Date: 20031209
Docket: IMM-3414-02
Citation: 2003 FC 1436
Ottawa, Ontario, this 9th day of December, 2003
PRESENT: THE HONOURABLE MR. JUSTICE JOHN A. O'KEEFE
BETWEEN:
ZOLTAN BALLA
ZOLTANNE BALLA
KRISZTIAN BALLA
TAMAS BALLA
ZOLTAN BALLA
RENATA PALINKAS
Applicants
- and -
THE MINISTER OF CITIZENSHIP AND IMMIGRATION
Respondent
REASONS FOR ORDER AND ORDER
O'KEEFE J.
[1] This is an application for judicial review pursuant to section 18.1 of the Federal Court Act, R.S.C. 1985, c. F-7, in respect of the decision of the Immigration and Refugee Board (Convention Refugee Determination Division) (the "Board"), dated May 28, 2002, wherein it was determined that the applicants were not Convention refugees.
[2] The applicants request an order setting aside the decision of the Board.
Background
Introduction
[3] The applicants are Zoltanne Balla (the female applicant), her spouse Zoltan Balla (the male applicant), their son, Zoltan Balla, his common-law spouse, Renata Palinkas, and the twin minor sons of the male and female applicants, Krisztian Balla and Tamas Balla. They are all citizens of Hungary. The female applicant and her three sons claim a well-founded fear of persecution on the basis of their Romani ethnicity. The male applicant and Renata Palinkas are ethnic Hungarians and claim a well-founded fear of persecution on the basis of their membership in a particular social group - family, through their association with their Roma spouses.
[4] The female applicant alleges that she was subject to discrimination by ethnic Hungarians in her school days and faced constant insults and degradations. In October 1999, she and her family were not allowed to attend a festival organized by ethnic Hungarians. She was told that the event was exclusively for ethnic Hungarians and an argument ensued between her brother, his friend and the ethnic Hungarians. During the fight, the brother and his friend were beaten and injured. The family did not call the police since they did not know who the assailants were. In their opinion, the police would refuse to commence any investigation without proper details and descriptions of the attackers. In addition, they were afraid to complain to the police.
[5] The day after the attack, the female applicant and her family approached the Romani representative and complained about the attack. The Romani representative made a promise that he would ensure that such events would not occur again. The applicants did not follow up on this matter.
[6] At school, the teachers often beat the female applicant's children, and she was not allowed to attend parent/teacher interviews. The female applicant was not admitted to places of entertainment. Unable to tolerate the situation any longer, the female applicant left for Canada with her family. Her spouse and sons have adopted her narrative. Renata Palinkas alleges in addition to the information in the female applicant's PIF that her parents have threatened to disown her if she does not stop seeing Zoltan Balla, the son. In her PIF, she states she realized only how badly the Roma community are treated when she started living with her boyfriend's family.

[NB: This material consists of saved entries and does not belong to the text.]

//! Hierarchical config loading, mirroring
//! `abathur::infrastructure::config::ConfigLoader`'s
//! `Figment::new().merge(Serialized::defaults(...)).merge(Yaml::file(...))
//! .merge(Env::prefixed(...))` layering.

use anyhow::{Context, Result};
use figment::providers::{Env, Format, Serialized, Yaml};
use figment::Figment;
use thiserror::Error;

use super::OrchestratorConfig;

#[derive(Error, Debug)]
pub enum ConfigError {
    #[error("runner_bin must not be empty")]
    EmptyRunnerBin,
    #[error("workflow_name must not be empty")]
    EmptyWorkflowName,
    #[error("invalid log level: {0}. must be one of: trace, debug, info, warn, error")]
    InvalidLogLevel(String),
}

pub struct ConfigLoader;

impl ConfigLoader {
    /// Load configuration with hierarchical merging.
    ///
    /// Precedence (lowest to highest):
    /// 1. Programmatic defaults.
    /// 2. `orchestrator.yaml` in the current directory.
    /// 3. `ORCHESTRATOR_`-prefixed environment variables.
    pub fn load() -> Result<OrchestratorConfig> {
        let config: OrchestratorConfig = Figment::new()
            .merge(Serialized::defaults(OrchestratorConfig::default()))
            .merge(Yaml::file("orchestrator.yaml"))
            .merge(Env::prefixed("ORCHESTRATOR_").split("__"))
            .extract()
            .context("failed to extract orchestrator configuration from figment")?;

        Self::validate(&config)?;
        Ok(config)
    }

    pub fn load_from_file(path: impl AsRef<std::path::Path>) -> Result<OrchestratorConfig> {
        let config: OrchestratorConfig = Figment::new()
            .merge(Serialized::defaults(OrchestratorConfig::default()))
            .merge(Yaml::file(path.as_ref()))
            .extract()
            .with_context(|| format!("failed to load config from {}", path.as_ref().display()))?;

        Self::validate(&config)?;
        Ok(config)
    }

    pub fn validate(config: &OrchestratorConfig) -> Result<(), ConfigError> {
        if config.runner_bin.trim().is_empty() {
            return Err(ConfigError::EmptyRunnerBin);
        }
        if config.workflow_name.trim().is_empty() {
            return Err(ConfigError::EmptyWorkflowName);
        }
        let valid_levels = ["trace", "debug", "info", "warn", "error"];
        if !valid_levels.contains(&config.logging.level.as_str()) {
            return Err(ConfigError::InvalidLogLevel(config.logging.level.clone()));
        }
        Ok(())
    }
}

#[cfg(test)]
mod tests {
    use super::*;
    use crate::infrastructure::config::LogFormat;

    #[test]
    fn default_config_is_valid() {
        let config = OrchestratorConfig::default();
        assert_eq!(config.runner_bin, "orchestrator-worker");
        assert_eq!(config.logging.format, LogFormat::Pretty);
        ConfigLoader::validate(&config).expect("default config should be valid");
    }

    #[test]
    fn rejects_empty_runner_bin() {
        let mut config = OrchestratorConfig::default();
        config.runner_bin = String::new();
        assert!(matches!(
            ConfigLoader::validate(&config),
            Err(ConfigError::EmptyRunnerBin)
        ));
    }

    #[test]
    fn rejects_invalid_log_level() {
        let mut config = OrchestratorConfig::default();
        config.logging.level = "verbose".to_string();
        assert!(matches!(
            ConfigLoader::validate(&config),
            Err(ConfigError::InvalidLogLevel(_))
        ));
    }

    #[test]
    fn yaml_overrides_defaults() {
        use std::io::Write;
        let mut file = tempfile::NamedTempFile::new().unwrap();
        writeln!(file, "runner_bin: custom-worker\nworkflow_name: fix-issue").unwrap();
        file.flush().unwrap();
        let config = ConfigLoader::load_from_file(file.path()).unwrap();
        assert_eq!(config.runner_bin, "custom-worker");
        assert_eq!(config.workflow_name, "fix-issue");
        assert_eq!(config.state_root, OrchestratorConfig::default().state_root);
    }
}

Reasons of the Immigration and Refugee Board (Refugee Convention Determination Division)
[7] A hearing was held on March 12, 2002. By reasons dated May 28, 2002 the Board determined the applicants not to be Convention refugees.
[8] The Board reviewed the incidents of discrimination the applicants had faced in Hungary. The Board found that the applicants had faced mistreatments amounting to discrimination, but that these acts of discrimination did not amount to persecution when considered singularly or cumulatively.
[9] The Board found the applicants failed to provide clear and convincing proof of Hungary's inability to protect them should such protection be required, if not directly by the police, then by the network of government and government sponsored organizations that are active throughout the country.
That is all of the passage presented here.